Rovato: ladro e maniaco sessuale, pena ridotta in appello

Nel settembre 2013, un uomo nudo aveva cercato di rapinare una profumeria, dopo aver palpeggiato la titolare. La Corte d'appello di Brescia lo ha condannato a un anno e quattro mesi

Sconto in appello per il "ladro hard" arrestato nel settembre 2013 a Rovato. Giovedì si è infatti celebrato a Brescia il processo di secondo grado che lo vedeva come imputato, al termine del quale i giudici hanno deciso di ridurre la pena da un anno e otto mesi a un anno e quattro mesi.

L'uomo, un 30enne, era entrato in una profumeria come fosse un normale cliente, chiedendo alla titolare di potere provare alcuni campioni. Dopo essersi voltata per prendere la merce, la donna se lo è ritrovato davanti completamente nudo.

A quel punto, il 30enne si è avvicinato e ha cercato di palpeggiarla, iniziando poi ad arruffare i costosi profumi in esposizione.

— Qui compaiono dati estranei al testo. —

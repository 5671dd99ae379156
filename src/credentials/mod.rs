//! Client credentials for the upstream token endpoint.
//!
//! Exactly one credential set exists at a time. Posting a new one replaces the
//! previous record, deleting clears it. The client secret is sealed at rest.
//!
//! # Usage
//!
//! ```no_run
//! use fhirgate::credentials::{Credential, CredentialStore};
//! use fhirgate::storage::{Database, SecretCipher};
//!
//! # async fn run() -> anyhow::Result<()> {
//! let db = Database::in_memory()?;
//! let cipher = SecretCipher::from_base64_key(&std::env::var("FHIRGATE_ENCRYPTION_KEY")?)?;
//! let store = CredentialStore::new(db, cipher);
//!
//! store
//!     .upsert(&Credential {
//!         client_id: "simrs".to_string(),
//!         client_secret: "s3cret".to_string(),
//!         token_url: "https://auth.example/oauth2/v1/accesstoken".to_string(),
//!     })
//!     .await?;
//!
//! assert!(store.get().await?.is_some());
//! # Ok(())
//! # }
//! ```

use serde::{Deserialize, Serialize};

mod storage;

pub use storage::CredentialStore;

/// Client-credentials grant parameters for the token endpoint.
#[derive(Clone, Debug, PartialEq, Serialize, Deserialize)]
pub struct Credential {
    pub client_id: String,
    pub client_secret: String,
    pub token_url: String,
}

impl Credential {
    /// Returns the first missing field, if any.
    pub fn missing_field(&self) -> Option<&'static str> {
        if self.client_id.trim().is_empty() {
            Some("client_id")
        } else if self.client_secret.trim().is_empty() {
            Some("client_secret")
        } else if self.token_url.trim().is_empty() {
            Some("token_url")
        } else {
            None
        }
    }
}
//! Local read replica of upstream resources.
//!
//! Written only after the upstream confirmed a mutation, so the mirror never
//! holds state the upstream did not accept. Documents are keyed by
//! `(kind, id)`.

mod patch;

pub use patch::{apply_replacements, replacement_ops, Replacement};

use crate::resource::ResourceKind;
use crate::storage::Database;
use anyhow::{Context, Result};
use chrono::Utc;
use rusqlite::{params, Connection, OptionalExtension};
use serde_json::{Map, Value};

/// A mirrored document as returned by the read API.
#[derive(Debug, Clone, PartialEq, serde::Serialize)]
pub struct MirroredDocument {
    pub kind: ResourceKind,
    pub id: String,
    pub document: Value,
    pub updated_at: String,
}

#[derive(Clone)]
pub struct MirrorStore {
    db: Database,
}

impl MirrorStore {
    pub fn new(db: Database) -> Self {
        Self { db }
    }

    /// Stores `document` as the full known state of `(kind, id)`.
    pub async fn upsert(&self, kind: ResourceKind, id: &str, document: Value) -> Result<()> {
        let id = id.to_string();
        self.db
            .run("mirror upsert", move |conn| {
                write_document(conn, kind, &id, &document)
            })
            .await
    }

    /// Overlays the top-level fields of `fields` onto the stored document,
    /// creating it when absent. The stored document always carries `"id"`.
    pub async fn merge(&self, kind: ResourceKind, id: &str, fields: Map<String, Value>) -> Result<()> {
        let id = id.to_string();
        self.db
            .run("mirror merge", move |conn| {
                let tx = conn.unchecked_transaction()?;
                let mut document = read_document(&tx, kind, &id)?
                    .filter(Value::is_object)
                    .unwrap_or_else(|| Value::Object(Map::new()));

                if let Value::Object(map) = &mut document {
                    map.insert("id".to_string(), Value::String(id.clone()));
                    for (key, value) in fields {
                        map.insert(key, value);
                    }
                }

                write_document(&tx, kind, &id, &document)?;
                tx.commit()?;
                Ok(())
            })
            .await
    }

    /// Applies `replace` operations to an existing document.
    ///
    /// Returns `false` without writing when there is nothing to apply or no
    /// document is mirrored under `id`.
    pub async fn apply_replacements(
        &self,
        kind: ResourceKind,
        id: &str,
        replacements: Vec<Replacement>,
    ) -> Result<bool> {
        if replacements.is_empty() {
            return Ok(false);
        }

        let id = id.to_string();
        self.db
            .run("mirror patch", move |conn| {
                let tx = conn.unchecked_transaction()?;
                let Some(mut document) = read_document(&tx, kind, &id)? else {
                    return Ok(false);
                };

                apply_replacements(&mut document, &replacements);
                write_document(&tx, kind, &id, &document)?;
                tx.commit()?;
                Ok(true)
            })
            .await
    }

    pub async fn get(&self, kind: ResourceKind, id: &str) -> Result<Option<MirroredDocument>> {
        let id = id.to_string();
        self.db
            .run("mirror get", move |conn| {
                let row = conn
                    .query_row(
                        "SELECT document, updated_at FROM mirrored_resources WHERE kind = ?1 AND id = ?2",
                        params![kind.as_str(), id],
                        |row| Ok((row.get::<_, String>(0)?, row.get::<_, String>(1)?)),
                    )
                    .optional()?;

                row.map(|(document, updated_at)| -> Result<MirroredDocument> {
                    Ok(MirroredDocument {
                        kind,
                        id: id.clone(),
                        document: serde_json::from_str(&document)
                            .context("Corrupt mirrored document")?,
                        updated_at,
                    })
                })
                .transpose()
            })
            .await
    }

    /// All mirrored documents of one kind, ordered by id.
    pub async fn list(&self, kind: ResourceKind) -> Result<Vec<MirroredDocument>> {
        self.db
            .run("mirror list", move |conn| {
                let mut stmt = conn.prepare(
                    "SELECT id, document, updated_at FROM mirrored_resources
                     WHERE kind = ?1 ORDER BY id",
                )?;
                let rows = stmt
                    .query_map(params![kind.as_str()], |row| {
                        Ok((
                            row.get::<_, String>(0)?,
                            row.get::<_, String>(1)?,
                            row.get::<_, String>(2)?,
                        ))
                    })?
                    .collect::<Result<Vec<_>, _>>()?;

                rows.into_iter()
                    .map(|(id, document, updated_at)| -> Result<MirroredDocument> {
                        let document = serde_json::from_str(&document)
                            .with_context(|| format!("Corrupt mirrored document {}", id))?;
                        Ok(MirroredDocument {
                            kind,
                            id,
                            document,
                            updated_at,
                        })
                    })
                    .collect()
            })
            .await
    }
}

fn read_document(conn: &Connection, kind: ResourceKind, id: &str) -> Result<Option<Value>> {
    let raw: Option<String> = conn
        .query_row(
            "SELECT document FROM mirrored_resources WHERE kind = ?1 AND id = ?2",
            params![kind.as_str(), id],
            |row| row.get(0),
        )
        .optional()?;

    raw.map(|s| serde_json::from_str(&s).context("Corrupt mirrored document"))
        .transpose()
}

fn write_document(conn: &Connection, kind: ResourceKind, id: &str, document: &Value) -> Result<()> {
    let json = serde_json::to_string(document).context("Failed to serialize document")?;
    conn.execute(
        r#"
        INSERT INTO mirrored_resources (kind, id, document, updated_at)
        VALUES (?1, ?2, ?3, ?4)
        ON CONFLICT(kind, id) DO UPDATE SET
            document = excluded.document,
            updated_at = excluded.updated_at
        "#,
        params![kind.as_str(), id, json, Utc::now().to_rfc3339()],
    )?;
    Ok(())
}
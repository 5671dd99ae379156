// Integration tests for the credential endpoints

use axum::{
    body::Body,
    http::{Request, StatusCode},
    Router,
};
use chrono::{Duration, Utc};
use fhirgate::api::{create_credentials_router, CredentialsAppState};
use fhirgate::credentials::CredentialStore;
use fhirgate::storage::{Database, SecretCipher};
use fhirgate::token::{Token, TokenStore};
use serde_json::{json, Value};
use std::sync::Arc;
use tower::ServiceExt;

fn cipher() -> SecretCipher {
    SecretCipher::from_key_bytes(&[3u8; 32]).unwrap()
}

fn create_test_app(db: &Database) -> Router {
    create_credentials_router(CredentialsAppState {
        credentials: Arc::new(CredentialStore::new(db.clone(), cipher())),
    })
}

async fn call(app: &Router, method: &str, body: Option<&str>) -> (StatusCode, Value) {
    let builder = Request::builder().method(method).uri("/credentials");
    let req = match body {
        Some(body) => builder
            .header("content-type", "application/json")
            .body(Body::from(body.to_string()))
            .unwrap(),
        None => builder.body(Body::empty()).unwrap(),
    };

    let response = app.clone().oneshot(req).await.unwrap();
    let status = response.status();
    let body = axum::body::to_bytes(response.into_body(), usize::MAX)
        .await
        .unwrap();
    (status, serde_json::from_slice(&body).unwrap())
}

const CREDENTIAL: &str = r#"{
    "client_id": "simrs-client",
    "client_secret": "s3cret",
    "token_url": "https://auth.example/oauth2/v1/accesstoken?grant_type=client_credentials"
}"#;

#[tokio::test]
async fn test_get_without_credential_is_null() {
    let db = Database::in_memory().unwrap();
    let app = create_test_app(&db);

    let (status, body) = call(&app, "GET", None).await;
    assert_eq!(status, StatusCode::OK);
    assert_eq!(body, Value::Null);
}

#[tokio::test]
async fn test_post_then_get() {
    let db = Database::in_memory().unwrap();
    let app = create_test_app(&db);

    let (status, body) = call(&app, "POST", Some(CREDENTIAL)).await;
    assert_eq!(status, StatusCode::OK);
    assert_eq!(body, json!({"status": "ok"}));

    let (_, body) = call(&app, "GET", None).await;
    assert_eq!(body["client_id"], "simrs-client");
    assert_eq!(body["client_secret"], "s3cret");
}

#[tokio::test]
async fn test_second_post_replaces_first() {
    let db = Database::in_memory().unwrap();
    let app = create_test_app(&db);

    call(&app, "POST", Some(CREDENTIAL)).await;
    call(
        &app,
        "POST",
        Some(r#"{"client_id":"other","client_secret":"x","token_url":"https://auth.example/t"}"#),
    )
    .await;

    let (_, body) = call(&app, "GET", None).await;
    assert_eq!(body["client_id"], "other");
}

#[tokio::test]
async fn test_invalid_bodies_rejected() {
    let db = Database::in_memory().unwrap();
    let app = create_test_app(&db);

    let (status, body) = call(&app, "POST", Some("{not json")).await;
    assert_eq!(status, StatusCode::BAD_REQUEST);
    assert!(body["error"].as_str().unwrap().starts_with("Invalid credential body"));

    let (status, body) = call(
        &app,
        "POST",
        Some(r#"{"client_id":"a","client_secret":"","token_url":"https://auth.example/t"}"#),
    )
    .await;
    assert_eq!(status, StatusCode::BAD_REQUEST);
    assert_eq!(body["error"], "Missing field 'client_secret'");

    // Nothing was stored
    let (_, body) = call(&app, "GET", None).await;
    assert_eq!(body, Value::Null);
}

#[tokio::test]
async fn test_delete_clears_credential_and_token() {
    let db = Database::in_memory().unwrap();
    let app = create_test_app(&db);
    call(&app, "POST", Some(CREDENTIAL)).await;

    let tokens = TokenStore::new(db.clone(), cipher());
    tokens
        .upsert(&Token {
            access_token: "issued-for-old-credential".to_string(),
            expiry: Utc::now() + Duration::hours(1),
        })
        .await
        .unwrap();

    let (status, body) = call(&app, "DELETE", None).await;
    assert_eq!(status, StatusCode::OK);
    assert_eq!(body, json!({"status": "deleted"}));

    let (_, body) = call(&app, "GET", None).await;
    assert_eq!(body, Value::Null);
    assert!(tokens.get().await.unwrap().is_none());
}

La donna, allo stesso tempo incredula e terrorizzata, è stata costretta a fuggire dal negozio per andare a chiedere aiuto ai carabinieri.

In primo grado, l'imputato aveva deciso di risarcirla, scrivendole inoltre una lettera di scuse. Proprio grazie al risarcimento, in appello è stata riconosciuta l'attenuante che ha portato allo sconto di pena.